I'll try a solution to this shortly, stay tuned...
Friday, December 18, 2015
I was between 10 to 15 years old, I don't know for sure. But at some point I remember getting ahold an ad for 3 or 4 antique auto models that were huge, insanely detailed and very expensive. I remember they were a lot of money, it seemed like something I could save up potentially, but it would be a big deal. I remember asking my father about it, he considered the ad, and then didn't think it was a good idea. These kits were not in stores so I couldn't see one, it was mail order, nothing was known, it was the '70s and it was a lot of money. At the time I figured he was probably right and forgot about it.
Except I didn't forget about it. For many years after that, for some reason, I kept remembering that ad. I can't tell you where I saw it, no idea, and I remembered no details at all about what they were called nor even the cars. Over the past 20 years or so, in the age of the internet, I have every few years tried to google up what I thought I was remembering. But with basically nothing to go on, I never found them. I was beginning to think I'd imagined it, or it wasn't really as notable as it was in my memory. Maybe these were just normal models, or nothing at all.
In mid-2015, that memory drifted to the surface again, and I did some googling, and this time, I hit an image - and found them! It was strange, after some reading I found that they were not only real but my instincts were right. These are considered to be some of the most extreme model kits ever created. This had become a foggy childhood memory that I was no longer sure even happened, but there it was, and they really are unique. The level of detail being well into the ridiculous zone.
What I now know as "classic" Pocher kits were made for only for a few years in the mid-70s, in Italy. There apparently was a fire at the factory, that destroyed everything and ended the classic line, although accounts of the company's history differ. Pocher still exists, but has changed hands, and has made newer, large scale, automotive kits. But these old ones remain legendary for their detail; the "classic Pochers". They exist only as antiques now and they turn out to have quite a niche following.
These are not like any other scale model. They are described as not so much car kits, but more like a box of raw materials from which you can build a real car. Working crankshafts and pistons, working gear box, brakes, steering, suspension, lights... And a *huge* scale. Patterned closely after individual real cars, a typical Pocher kit has 2,000 parts, or more, in various metals, rubber, plastics and leather, all assembled mostly with scale nuts, bolts and screws. The metal spoked wheels alone have over 100 parts, each.
They also are legendarily bad kits.
The instructions border on useless. The molds were terrible, the type of plastic is primitive, the metal they used is awful and breaks easily, nothing fits were it is supposed to go without modification. Terrible quality control... According one expert on these, about 1 in 6 unopened kit is expected to have a serious problem - missing or malformed parts.
Be that as it may, now having seen that this vague memory of mine was in fact a reality, I had to get one.

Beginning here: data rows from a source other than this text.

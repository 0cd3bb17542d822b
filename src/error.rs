//! Errors surfaced while walking a tree

use thiserror::Error;

/// A storage failure encountered during traversal.
///
/// Both variants wrap the storage error unmodified: `Display` and `source()`
/// are forwarded, so the message seen by the caller is the storage's own.
#[derive(Debug, Error)]
pub enum WalkError<E>
where
    E: std::error::Error + 'static,
{
    /// Metadata for a path could not be retrieved.
    #[error(transparent)]
    Stat(E),

    /// A directory's children could not be listed.
    #[error(transparent)]
    List(E),
}

impl<E> WalkError<E>
where
    E: std::error::Error + 'static,
{
    pub fn is_stat(&self) -> bool {
        matches!(self, WalkError::Stat(_))
    }

    pub fn is_list(&self) -> bool {
        matches!(self, WalkError::List(_))
    }

    /// Borrow the underlying storage error.
    pub fn get_ref(&self) -> &E {
        match self {
            WalkError::Stat(e) | WalkError::List(e) => e,
        }
    }

    /// Unwrap into the underlying storage error.
    pub fn into_inner(self) -> E {
        match self {
            WalkError::Stat(e) | WalkError::List(e) => e,
        }
    }
}
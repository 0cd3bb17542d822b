//! Generic LIFO stack used as explicit traversal state

/// A last-in-first-out stack.
///
/// Reads on an empty stack return `T::default()` instead of panicking, so a
/// `Stack<String>` yields `""` once drained.
#[derive(Debug, Clone)]
pub struct Stack<T> {
    entries: Vec<T>,
}

impl<T> Stack<T> {
    pub fn new() -> Self {
        Self {
            entries: Vec::new(),
        }
    }

    /// Returns true if there are no items in the stack.
    pub fn is_empty(&self) -> bool {
        self.entries.is_empty()
    }

    pub fn len(&self) -> usize {
        self.entries.len()
    }

    /// Adds an item to the top of the stack.
    pub fn push(&mut self, item: T) {
        self.entries.push(item);
    }
}

impl<T: Default> Stack<T> {
    /// Removes and returns the top item, or `T::default()` if empty.
    pub fn pop(&mut self) -> T {
        self.entries.pop().unwrap_or_default()
    }
}

impl<T: Clone + Default> Stack<T> {
    /// Returns a copy of the top item without removing it, or `T::default()` if empty.
    pub fn peek(&self) -> T {
        self.entries.last().cloned().unwrap_or_default()
    }
}

impl<T> Default for Stack<T> {
    fn default() -> Self {
        Self::new()
    }
}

So here we have the Pocher 1/8th scale Alpha Spider, kit K-73. It is one the more common, and so less expensive, Pocher classic kits that remain not too hard to find. It also is recommended as a good choice to begin your "Pochering" (rhymes with torturing), as it is slightly less complex. So this is the next project.
Tuesday, December 15, 2015
Monday, December 14, 2015
Saturday, December 12, 2015
Wednesday, December 09, 2015
Wednesday, December 02, 2015
Labels: Duesenburg SJ Roadster
Tuesday, December 01, 2015
Googling up photos of the actual car, I came across a red Duesenburg that had a red stripe around the wheel edge. That specific car had solid, not spoked, wheels, but I thought that was a nice detail so I went ahead and add it.
There is a large amount of exterior detail yet to do though.